Passaporte para a vida
Por Pedro J. Bondaczuk
A parábola dos talentos é
uma das mensagens bíblicas que mais me impressionam e sensibilizam
pelo conteúdo que tem. Como todas as mensagens legadas por Jesus
Cristo à humanidade, no curto espaço de tempo em que permaneceu com
os homens, reflete, em sua simplicidade, uma sabedoria que
transcende, que extrapola e que supera em muito a mera condição
humana. Ganha status de divina.
Todos,
ao virmos ao mundo, somos dotados de determinadas aptidões que, se
desenvolvidas, são como passaportes para a vida. Mais do que isso,
para o sucesso e para a felicidade. Alguns, têm múltiplas
habilidades potenciais. Desenvolvem-nas, mediante estudo, observação,
autodisciplina e persistência, e se valem delas para superar
obstáculos, produzir, criar, guiar, liderar e ser uma luz para as
comunidades a que pertencem, quando não à espécie. Raramente,
deixam de ser bem-sucedidos.
Outros,
porém, recebem um único e solitário talento. Se têm a sabedoria e
o bom-senso de investi-lo, ou seja, de apostar nele, de
desenvolvê-lo, de aperfeiçoá-lo constante e incansavelmente, e de
exercê-lo ao longo da existência, tornam-se pessoas equilibradas,
realizadas, úteis, seguras e, por isso, vencedoras. Podem chegar,
até, a serem brilhantes na única coisa extraordinária (no sentido
lato do termo, ou seja, do que foge do ordinário) que fazem. Caso
contrário...
Pertenço,
não sei se feliz ou infelizmente, a este imenso grupo dotado de uma
única, de uma singular aptidão: a de escrever. Se bem ou mal, não
me compete julgar. Mas tento, ao longo da vida, sempre melhorar,
evoluir e atingir, se não a perfeição, que nos é vedada em nossa
parca condição humana, pelo menos a excelência. Ou, na pior das
hipóteses, procuro aproximar-me dela.
Desde
a mais tenra infância descobri essa realidade – não sem morrer de
inveja dos que tinham múltiplas habilidades, notadamente as físicas
– de que contava somente com essa exclusiva e solitária vocação.
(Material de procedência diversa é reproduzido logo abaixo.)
// End-to-end authentication ceremonies through the public service API
use passkey_verifier::testing::builders::{
    build_authenticator_data, client_data_json, AuthenticatorDataOptions,
};
use passkey_verifier::testing::constants::{TEST_CHALLENGE, TEST_ORIGIN, TEST_RP_ID};
use passkey_verifier::testing::TestCredential;
use passkey_verifier::webauthn::{
    encode_base64url, sha256, AuthenticationCredential, AuthenticatorAssertionResponse,
    AuthenticatorFlags, StoredCredential, TrustAnchors, UserVerificationPolicy, WebAuthnError,
    WebAuthnService, WebAuthnSettings,
};

const CREDENTIAL_ID: &[u8] = &[0x01, 0x02, 0x03, 0x04];
const UP_UV: u8 = AuthenticatorFlags::USER_PRESENT | AuthenticatorFlags::USER_VERIFIED;

fn service() -> WebAuthnService {
    let settings = WebAuthnSettings {
        rp_id: TEST_RP_ID.to_string(),
        rp_origin: TEST_ORIGIN.to_string(),
        user_verification: UserVerificationPolicy::Required,
        ..WebAuthnSettings::default()
    };
    WebAuthnService::new(settings, TrustAnchors::default()).expect("valid settings")
}

fn stored(key: &TestCredential, counter: u32) -> StoredCredential {
    StoredCredential {
        credential_id: CREDENTIAL_ID.to_vec(),
        public_key: key.cose_public_key(),
        counter,
    }
}

/// Raw assertion parts, so tests can tamper with them before encoding
#[derive(Clone)]
struct Assertion {
    client_data: Vec<u8>,
    authenticator_data: Vec<u8>,
    signature: Vec<u8>,
    user_handle: Option<Vec<u8>>,
}

impl Assertion {
    fn signed(key: &TestCredential, flags: u8, counter: u32) -> Self {
        let client_data = client_data_json("webauthn.get", TEST_CHALLENGE, TEST_ORIGIN);
        let authenticator_data = build_authenticator_data(&AuthenticatorDataOptions {
            flags,
            counter,
            ..AuthenticatorDataOptions::for_rp_id(TEST_RP_ID)
        });
        let mut signed = authenticator_data.clone();
        signed.extend_from_slice(&sha256(&client_data));
        Self {
            signature: key.sign(&signed),
            client_data,
            authenticator_data,
            user_handle: Some(b"user-1234".to_vec()),
        }
    }

    fn credential(&self) -> AuthenticationCredential {
        AuthenticationCredential {
            id: encode_base64url(CREDENTIAL_ID),
            raw_id: encode_base64url(CREDENTIAL_ID),
            response: AuthenticatorAssertionResponse {
                client_data_json: encode_base64url(&self.client_data),
                authenticator_data: encode_base64url(&self.authenticator_data),
                signature: encode_base64url(&self.signature),
                user_handle: self.user_handle.as_deref().map(encode_base64url),
            },
            client_extension_results: None,
            r#type: "public-key".to_string(),
        }
    }
}

#[test]
fn test_valid_assertion_advances_counter() {
    let key = TestCredential::generate();
    let assertion = Assertion::signed(&key, UP_UV, 6);

    let result = service()
        .finish_authentication(&assertion.credential(), TEST_CHALLENGE, &stored(&key, 5))
        .expect("assertion should verify");

    assert_eq!(result.credential_id, CREDENTIAL_ID);
    assert_eq!(result.counter, 6);
    assert!(result.user_verified);
    assert!(!result.backup_state);
    assert_eq!(result.user_handle.as_deref(), Some(&b"user-1234"[..]));
}

#[test]
fn test_replayed_counter_is_rejected() {
    let key = TestCredential::generate();
    let assertion = Assertion::signed(&key, UP_UV, 5);
    let result =
        service().finish_authentication(&assertion.credential(), TEST_CHALLENGE, &stored(&key, 5));
    assert!(matches!(
        result,
        Err(WebAuthnError::PotentialReplayOrClone {
            stored: 5,
            reported: 5
        })
    ));
}

#[test]
fn test_counter_going_backwards_is_rejected() {
    let key = TestCredential::generate();
    for reported in [0, 1, 9] {
        let assertion = Assertion::signed(&key, UP_UV, reported);
        let result = service().finish_authentication(
            &assertion.credential(),
            TEST_CHALLENGE,
            &stored(&key, 10),
        );
        assert!(
            matches!(result, Err(WebAuthnError::PotentialReplayOrClone { .. })),
            "reported {reported}"
        );
    }
}

#[test]
fn test_counterless_authenticator_is_accepted() {
    let key = TestCredential::generate();
    let assertion = Assertion::signed(&key, UP_UV, 0);
    let result = service()
        .finish_authentication(&assertion.credential(), TEST_CHALLENGE, &stored(&key, 0))
        .unwrap();
    assert_eq!(result.counter, 0);
}

#[test]
fn test_signature_tampering() {
    let key = TestCredential::generate();
    let valid = Assertion::signed(&key, UP_UV, 1);

    for i in 0..valid.signature.len() {
        let mut assertion = valid.clone();
        assertion.signature[i] ^= 0x01;
        let result = service().finish_authentication(
            &assertion.credential(),
            TEST_CHALLENGE,
            &stored(&key, 0),
        );
        assert!(
            matches!(result, Err(WebAuthnError::InvalidSignature)),
            "signature byte {i}"
        );
    }
}

#[test]
fn test_authenticator_data_tampering() {
    let key = TestCredential::generate();
    let valid = Assertion::signed(&key, UP_UV, 1);

    // rpIdHash and flags changes fail earlier checks; counter bytes reach
    // signature verification while staying above the stored zero
    for i in 33..valid.authenticator_data.len() {
        let mut assertion = valid.clone();
        assertion.authenticator_data[i] ^= 0x80;
        let result = service().finish_authentication(
            &assertion.credential(),
            TEST_CHALLENGE,
            &stored(&key, 0),
        );
        assert!(
            matches!(result, Err(WebAuthnError::InvalidSignature)),
            "authenticator data byte {i}"
        );
    }
}

#[test]
fn test_client_data_tampering() {
    let key = TestCredential::generate();
    let mut assertion = Assertion::signed(&key, UP_UV, 1);
    // Whitespace keeps the JSON valid and every field intact
    assertion.client_data.push(b' ');
    let result =
        service().finish_authentication(&assertion.credential(), TEST_CHALLENGE, &stored(&key, 0));
    assert!(matches!(result, Err(WebAuthnError::InvalidSignature)));
}

#[test]
fn test_flags_are_enforced() {
    let key = TestCredential::generate();

    let no_presence = Assertion::signed(&key, AuthenticatorFlags::USER_VERIFIED, 1);
    let result = service().finish_authentication(
        &no_presence.credential(),
        TEST_CHALLENGE,
        &stored(&key, 0),
    );
    assert!(matches!(result, Err(WebAuthnError::UserPresentNotSet)));

    let no_verification = Assertion::signed(&key, AuthenticatorFlags::USER_PRESENT, 1);
    let result = service().finish_authentication(
        &no_verification.credential(),
        TEST_CHALLENGE,
        &stored(&key, 0),
    );
    assert!(matches!(result, Err(WebAuthnError::UserVerifiedNotSet)));
}

#[test]
fn test_challenge_and_origin_mutations() {
    let key = TestCredential::generate();

    for i in 0..TEST_CHALLENGE.len() {
        let mut challenge = TEST_CHALLENGE.to_vec();
        challenge[i] ^= 0x01;
        let assertion = Assertion::signed(&key, UP_UV, 1);
        let result =
            service().finish_authentication(&assertion.credential(), &challenge, &stored(&key, 0));
        assert!(
            matches!(result, Err(WebAuthnError::ChallengeMismatch)),
            "challenge byte {i}"
        );
    }

    let mut assertion = Assertion::signed(&key, UP_UV, 1);
    assertion.client_data =
        client_data_json("webauthn.get", TEST_CHALLENGE, "https://example.com:8443");
    let result =
        service().finish_authentication(&assertion.credential(), TEST_CHALLENGE, &stored(&key, 0));
    assert!(matches!(result, Err(WebAuthnError::OriginMismatch { .. })));
}

#[test]
fn test_create_client_data_is_not_an_assertion() {
    let key = TestCredential::generate();
    let mut assertion = Assertion::signed(&key, UP_UV, 1);
    assertion.client_data = client_data_json("webauthn.create", TEST_CHALLENGE, TEST_ORIGIN);
    let result =
        service().finish_authentication(&assertion.credential(), TEST_CHALLENGE, &stored(&key, 0));
    assert!(matches!(result, Err(WebAuthnError::CeremonyTypeMismatch { .. })));
}

#[test]
fn test_assertion_for_other_credential() {
    let key = TestCredential::generate();
    let assertion = Assertion::signed(&key, UP_UV, 1);
    let mut record = stored(&key, 0);
    record.credential_id = vec![0xff];
    let result = service().finish_authentication(&assertion.credential(), TEST_CHALLENGE, &record);
    assert!(matches!(result, Err(WebAuthnError::CredentialMismatch)));
}

#[test]
fn test_wrong_key_is_invalid_signature() {
    let key = TestCredential::generate();
    let other = TestCredential::generate();
    let assertion = Assertion::signed(&key, UP_UV, 1);
    let result = service().finish_authentication(
        &assertion.credential(),
        TEST_CHALLENGE,
        &stored(&other, 0),
    );
    assert!(matches!(result, Err(WebAuthnError::InvalidSignature)));
}

#[test]
fn test_empty_user_handle_is_absent() {
    let key = TestCredential::generate();
    let mut assertion = Assertion::signed(&key, UP_UV, 1);
    assertion.user_handle = Some(Vec::new());
    let result = service()
        .finish_authentication(&assertion.credential(), TEST_CHALLENGE, &stored(&key, 0))
        .unwrap();
    assert!(result.user_handle.is_none());
}

#[test]
fn test_assertion_for_other_relying_party() {
    let key = TestCredential::generate();
    let client_data = client_data_json("webauthn.get", TEST_CHALLENGE, TEST_ORIGIN);
    let authenticator_data = build_authenticator_data(&AuthenticatorDataOptions {
        flags: UP_UV,
        counter: 1,
        ..AuthenticatorDataOptions::for_rp_id("other.com")
    });
    let mut signed = authenticator_data.clone();
    signed.extend_from_slice(&sha256(&client_data));
    let assertion = Assertion {
        signature: key.sign(&signed),
        client_data,
        authenticator_data,
        user_handle: None,
    };

    let result =
        service().finish_authentication(&assertion.credential(), TEST_CHALLENGE, &stored(&key, 0));
    assert!(matches!(result, Err(WebAuthnError::RelyingPartyIdMismatch)));
}

#[test]
fn test_credential_checks_precede_ceremony_checks() {
    let key = TestCredential::generate();
    let mut assertion = Assertion::signed(&key, UP_UV, 1);
    assertion.client_data = client_data_json("webauthn.get", b"stale challenge", TEST_ORIGIN);

    let mut record = stored(&key, 0);
    record.credential_id = vec![0xff];
    let result = service().finish_authentication(&assertion.credential(), TEST_CHALLENGE, &record);
    assert!(matches!(result, Err(WebAuthnError::CredentialMismatch)));

    let rsa_only = WebAuthnService::new(
        WebAuthnSettings {
            rp_id: TEST_RP_ID.to_string(),
            rp_origin: TEST_ORIGIN.to_string(),
            supported_algorithms: vec![-257],
            ..WebAuthnSettings::default()
        },
        TrustAnchors::default(),
    )
    .unwrap();
    let result =
        rsa_only.finish_authentication(&assertion.credential(), TEST_CHALLENGE, &stored(&key, 0));
    assert!(matches!(result, Err(WebAuthnError::UnsupportedAlgorithm(-7))));
}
Aprendi a ler bem antes de ir para a escola, aos quatro anos de
idade, com meu pai. Minha primeira cartilha foi, exatamente, uma
biblioteca condensada, repositório de sabedoria que atravessou
milênios e que é a coleção de textos mais lida de todos os
tempos: a Bíblia.
Concentrei
todas as minhas energias e investi todo o meu tempo e os meus sonhos
nesse único talento. Li, li, e li, voraz e desesperadamente, todos
os livros, revistas e jornais que me caíram nas mãos, sem nenhum
tipo de preconceito. Com o tempo, porém, até por razões práticas,
tornei-me mais seletivo. Concentrei minha atenção, primeiro, nos
chamados “clássicos”, e depois, nos gigantes do pensamento.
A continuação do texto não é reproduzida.